use tracing::trace;

use crate::model_registry::lookup_model;
use crate::types::{GenerationOptions, ModelDescriptor, NumericLimit, ValidatedParameters};

/// Clamps and defaults `options` against the descriptor registered for
/// `model_id`. Always produces a legal parameter set.
pub fn validate_parameters(model_id: &str, options: &GenerationOptions) -> ValidatedParameters {
    validate_for_descriptor(&lookup_model(model_id), options)
}

pub fn validate_for_descriptor(
    descriptor: &ModelDescriptor,
    options: &GenerationOptions,
) -> ValidatedParameters {
    let limits = &descriptor.limits;
    let capabilities = &descriptor.capabilities;

    let max_output = limits.max_tokens.output.max(1);
    let max_tokens = options
        .max_tokens
        .unwrap_or(descriptor.recommended_params.max_tokens)
        .clamp(1, max_output);

    let temperature = resolve_numeric(options.temperature, &limits.temperature);
    let mut top_p = resolve_numeric(options.top_p, &limits.top_p);
    if temperature == 0.0 {
        // Greedy sampling: providers reject temperature 0 paired with top_p < 1.
        trace!(
            model_id = %descriptor.id,
            clamped_top_p = top_p,
            "temperature is 0, forcing top_p to 1"
        );
        top_p = 1.0;
    }

    let frequency_penalty = if capabilities.frequency_penalty {
        finite(options.frequency_penalty).map(|value| limits.frequency_penalty.clamp(value))
    } else {
        None
    };
    let presence_penalty = if capabilities.presence_penalty {
        finite(options.presence_penalty).map(|value| limits.presence_penalty.clamp(value))
    } else {
        None
    };

    ValidatedParameters {
        max_tokens,
        temperature,
        top_p,
        frequency_penalty,
        presence_penalty,
    }
}

fn resolve_numeric(requested: Option<f64>, limit: &NumericLimit) -> f64 {
    limit.clamp(finite(requested).unwrap_or(limit.default))
}

fn finite(value: Option<f64>) -> Option<f64> {
    value.filter(|value| value.is_finite())
}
---+---
Work to be completed: Retype all of the material, keeping each line exact.

Answer box:
use tracing::trace;

use crate::model_registry::lookup_model;
use crate::types::{GenerationOptions, ModelDescriptor, NumericLimit, ValidatedParameters};

/// Clamps and defaults `options` against the descriptor registered for
/// `model_id`. Always produces a legal parameter set.
pub fn validate_parameters(model_id: &str, options: &GenerationOptions) -> ValidatedParameters {
    validate_for_descriptor(&lookup_model(model_id), options)
}

pub fn validate_for_descriptor(
    descriptor: &ModelDescriptor,
    options: &GenerationOptions,
) -> ValidatedParameters {
    let limits = &descriptor.limits;
    let capabilities = &descriptor.capabilities;

    let max_output = limits.max_tokens.output.max(1);
    let max_tokens = options
        .max_tokens
        .unwrap_or(descriptor.recommended_params.max_tokens)
        .clamp(1, max_output);

    let temperature = resolve_numeric(options.temperature, &limits.temperature);
    let mut top_p = resolve_numeric(options.top_p, &limits.top_p);
    if temperature == 0.0 {
        // Greedy sampling: providers reject temperature 0 paired with top_p < 1.
        trace!(
            model_id = %descriptor.id,
            clamped_top_p = top_p,
            "temperature is 0, forcing top_p to 1"
        );
        top_p = 1.0;
    }

    let frequency_penalty = if capabilities.frequency_penalty {
        finite(options.frequency_penalty).map(|value| limits.frequency_penalty.clamp(value))
    } else {
        None
    };
    let presence_penalty = if capabilities.presence_penalty {
        finite(options.presence_penalty).map(|value| limits.presence_penalty.clamp(value))
    } else {
        None
    };

    ValidatedParameters {
        max_tokens,
        temperature,
        top_p,
        frequency_penalty,
        presence_penalty,
    }
}

fn resolve_numeric(requested: Option<f64>, limit: &NumericLimit) -> f64 {
    limit.clamp(finite(requested).unwrap_or(limit.default))
}

fn finite(value: Option<f64>) -> Option<f64> {
    value.filter(|value| value.is_finite())
}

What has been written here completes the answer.